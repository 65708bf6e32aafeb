use std::sync::Arc;

/// CIGAR operation kinds describing how a read aligns to the reference.
#[derive(Debug, Clone, Copy, PartialEq, Eq)]
pub enum CigarOpKind {
    /// Consuming match/mismatch (`M`, `=`, `X`).
    Match,
    /// Insertion relative to the reference.
    Insertion,
    /// Deletion relative to the reference.
    Deletion,
    /// Skipped reference region (`N`), e.g. an intron.
    RefSkip,
    /// Soft clipping (sequence present in read only).
    SoftClip,
    /// Hard clipping (trimmed sequence not present in read).
    HardClip,
    /// Silent padding.
    Pad,
}

impl CigarOpKind {
    /// Whether the operation advances along the reference.
    pub fn consumes_reference(self) -> bool {
        matches!(self, Self::Match | Self::Deletion | Self::RefSkip)
    }

    /// Whether the operation advances along the read sequence.
    pub fn consumes_query(self) -> bool {
        matches!(self, Self::Match | Self::Insertion | Self::SoftClip)
    }
}

/// CIGAR operation with length.
#[derive(Debug, Clone, Copy, PartialEq, Eq)]
pub struct CigarOp {
    /// Operation kind.
    pub kind: CigarOpKind,
    /// Number of bases affected by the operation.
    pub len: u32,
}

impl CigarOp {
    /// Construct a new CIGAR operation.
    pub fn new(kind: CigarOpKind, len: u32) -> Self {
        Self { kind, len }
    }
}

/// Strand a read aligned to.
#[derive(Debug, Clone, Copy, PartialEq, Eq, Hash)]
pub enum Strand {
    /// Read maps to the forward strand.
    Forward,
    /// Read maps to the reverse complement strand.
    Reverse,
}

impl Strand {
    /// Strand implied by the SAM reverse flag.
    pub fn from_reverse_flag(is_reverse: bool) -> Self {
        if is_reverse {
            Self::Reverse
        } else {
            Self::Forward
        }
    }
}

/// Aligned read with sequence and quality information.
#[derive(Debug, Clone)]
pub struct AlignedRead {
    /// Read name.
    pub read_id: Arc<str>,
    /// Reference contig/chromosome name.
    pub chrom: Arc<str>,
    /// 0-based leftmost reference coordinate.
    pub pos: u64,
    /// Mapping quality (Phred-scaled).
    pub mapq: u8,
    /// CIGAR describing the alignment.
    pub cigar: Vec<CigarOp>,
    /// Read sequence stored as uppercase ASCII.
    pub sequence: Arc<[u8]>,
    /// Per-base quality scores in Phred space.
    pub qualities: Arc<[u8]>,
    /// Strand the read maps to.
    pub strand: Strand,
}

impl AlignedRead {
    /// Construct a new aligned read wrapper.
    #[allow(clippy::too_many_arguments)]
    pub fn new(
        read_id: impl Into<Arc<str>>,
        chrom: impl Into<Arc<str>>,
        pos: u64,
        mapq: u8,
        cigar: Vec<CigarOp>,
        sequence: impl Into<Arc<[u8]>>,
        qualities: impl Into<Arc<[u8]>>,
        is_reverse: bool,
    ) -> Self {
        Self {
            read_id: read_id.into(),
            chrom: chrom.into(),
            pos,
            mapq,
            cigar,
            sequence: sequence.into(),
            qualities: qualities.into(),
            strand: Strand::from_reverse_flag(is_reverse),
        }
    }

    /// Read length inferred from the sequence.
    pub fn len(&self) -> usize {
        self.sequence.len()
    }

    /// Whether the read carries no sequence.
    pub fn is_empty(&self) -> bool {
        self.sequence.is_empty()
    }

    /// Number of reference bases spanned by the alignment.
    pub fn reference_span(&self) -> u64 {
        self.cigar
            .iter()
            .filter(|op| op.kind.consumes_reference())
            .map(|op| u64::from(op.len))
            .sum()
    }

    /// End position (half-open, 0-based) on the reference.
    pub fn end(&self) -> u64 {
        self.pos + self.reference_span()
    }

    /// Number of read bases the CIGAR expects.
    pub fn query_span(&self) -> usize {
        self.cigar
            .iter()
            .filter(|op| op.kind.consumes_query())
            .map(|op| op.len as usize)
            .sum()
    }

    /// Quality score at the provided read offset.
    pub fn quality_at(&self, offset: usize) -> Option<u8> {
        self.qualities.get(offset).copied()
    }
}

■ **Problem**:
Wherever the string "along" is found in the entries, copy the line it sits in.

■ **Output of the task**:
    /// Whether the operation advances along the reference.
    /// Whether the operation advances along the read sequence.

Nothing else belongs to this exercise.